_DATA EXTRACT_.
____________________

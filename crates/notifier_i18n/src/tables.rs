use crate::keys::*;
use crate::Language;

pub(crate) fn entries(language: Language) -> &'static [(&'static str, &'static str)] {
    match language {
        Language::He => HE,
        Language::En => EN,
    }
}

const HE: &[(&str, &str)] = &[
    (APP_TITLE, "התראות מערכת שעות"),
    (LANG_TOGGLE, "English"),
    (WELCOME, "ברוכים הבאים"),
    (WELCOME_MESSAGE, "קבל התראות על שינויים במערכת השעות שלך"),
    (SELECT_CLASS, "בחר את הכיתה שלך"),
    (SELECT_CLASS_PLACEHOLDER, "בחר כיתה..."),
    (SELECT_TEACHERS, "בחר את המורים שלך"),
    (
        SELECT_TEACHERS_MESSAGE,
        "בחר את המורה שלך בכל מקצוע. תקבל התראות רק על שינויים במקצועות שבחרת.",
    ),
    (NO_TEACHER, "לא לומד מקצוע זה"),
    (NEXT, "הבא"),
    (BACK, "חזור"),
    (FINISH, "סיים"),
    (LOADING, "טוען..."),
    (RECENT_CHANGES, "שינויים אחרונים"),
    (VIEW_ALL_CHANGES, "צפה בכל השינויים"),
    (VIEW_MY_CHANGES, "השינויים שלי"),
    (NO_RELEVANT_CHANGES, "אין שינויים רלוונטיים עבור המורים שבחרת"),
    (LOADING_CHANGES, "טוען שינויים מהאתר..."),
    (LOADING_CHANGES_NOTE, "זה עשוי לקחת 20-30 שניות"),
    (NO_CHANGES, "אין שינויים במערכת"),
    (NO_CHANGES_MESSAGE, "כרגע אין שינויים במערכת השעות שלך"),
    (SETTINGS, "הגדרות"),
    (CANCELLATION, "ביטול שיעור"),
    (ROOM_CHANGE, "שינוי חדר"),
    (LESSON, "שיעור"),
    (ROOM, "חדר"),
    (CHANGE_CLASS, "שנה כיתה"),
    (EDIT_TEACHERS, "ערוך מורים"),
    (SAVE, "שמור"),
    (SAVING, "שומר..."),
    (CANCEL, "ביטול"),
    (TEST_NOTIFICATION, "שלח התראת בדיקה"),
    (TEST_NOTIFICATION_SENT, "התראת בדיקה נשלחה"),
    (NOTIFICATION, "התראה"),
    (
        NOTIFICATION_PERMISSION,
        "אנא אפשר התראות כדי לקבל עדכונים על שינויים במערכת",
    ),
    (ERROR, "שגיאה"),
    (ERROR_LOADING_CLASSES, "שגיאה בטעינת רשימת הכיתות"),
    (ERROR_LOADING_SCHEDULE, "שגיאה בטעינת המערכת"),
    (ERROR_REGISTERING, "שגיאה ברישום"),
    (TRY_AGAIN, "נסה שוב"),
    (STEP1, "כיתה"),
    (STEP2, "מורים"),
    (STEP3, "סיום"),
];

const EN: &[(&str, &str)] = &[
    (APP_TITLE, "Schedule Notifications"),
    (LANG_TOGGLE, "עברית"),
    (WELCOME, "Welcome"),
    (
        WELCOME_MESSAGE,
        "Get notified about changes to your class schedule",
    ),
    (SELECT_CLASS, "Select Your Class"),
    (SELECT_CLASS_PLACEHOLDER, "Choose a class..."),
    (SELECT_TEACHERS, "Select Your Teachers"),
    (
        SELECT_TEACHERS_MESSAGE,
        "Choose your teacher for each subject. You'll only receive notifications for subjects you select.",
    ),
    (NO_TEACHER, "I don't learn this subject"),
    (NEXT, "Next"),
    (BACK, "Back"),
    (FINISH, "Finish"),
    (LOADING, "Loading..."),
    (RECENT_CHANGES, "Recent Changes"),
    (VIEW_ALL_CHANGES, "View All Changes"),
    (VIEW_MY_CHANGES, "My Changes"),
    (
        NO_RELEVANT_CHANGES,
        "No relevant changes for your selected teachers",
    ),
    (LOADING_CHANGES, "Loading changes from website..."),
    (LOADING_CHANGES_NOTE, "This may take 20-30 seconds"),
    (NO_CHANGES, "No Schedule Changes"),
    (
        NO_CHANGES_MESSAGE,
        "There are currently no changes to your schedule",
    ),
    (SETTINGS, "Settings"),
    (CANCELLATION, "Class Cancelled"),
    (ROOM_CHANGE, "Room Change"),
    (LESSON, "Lesson"),
    (ROOM, "Room"),
    (CHANGE_CLASS, "Change Class"),
    (EDIT_TEACHERS, "Edit Teachers"),
    (SAVE, "Save"),
    (SAVING, "Saving..."),
    (CANCEL, "Cancel"),
    (TEST_NOTIFICATION, "Send Test Notification"),
    (TEST_NOTIFICATION_SENT, "Test notification sent"),
    (NOTIFICATION, "Notification"),
    (
        NOTIFICATION_PERMISSION,
        "Please enable notifications to receive updates about schedule changes",
    ),
    (ERROR, "Error"),
    (ERROR_LOADING_CLASSES, "Error loading class list"),
    (ERROR_LOADING_SCHEDULE, "Error loading schedule"),
    (ERROR_REGISTERING, "Error registering"),
    (TRY_AGAIN, "Try Again"),
    (STEP1, "Class"),
    (STEP2, "Teachers"),
    (STEP3, "Done"),
];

____________________

_TASK GOAL_. Copy out all lines of the listing above that include "השעות".

_SOLUTION FOR THIS EXERCISE_.
    (WELCOME_MESSAGE, "קבל התראות על שינויים במערכת השעות שלך"),
    (NO_CHANGES_MESSAGE, "כרגע אין שינויים במערכת השעות שלך"),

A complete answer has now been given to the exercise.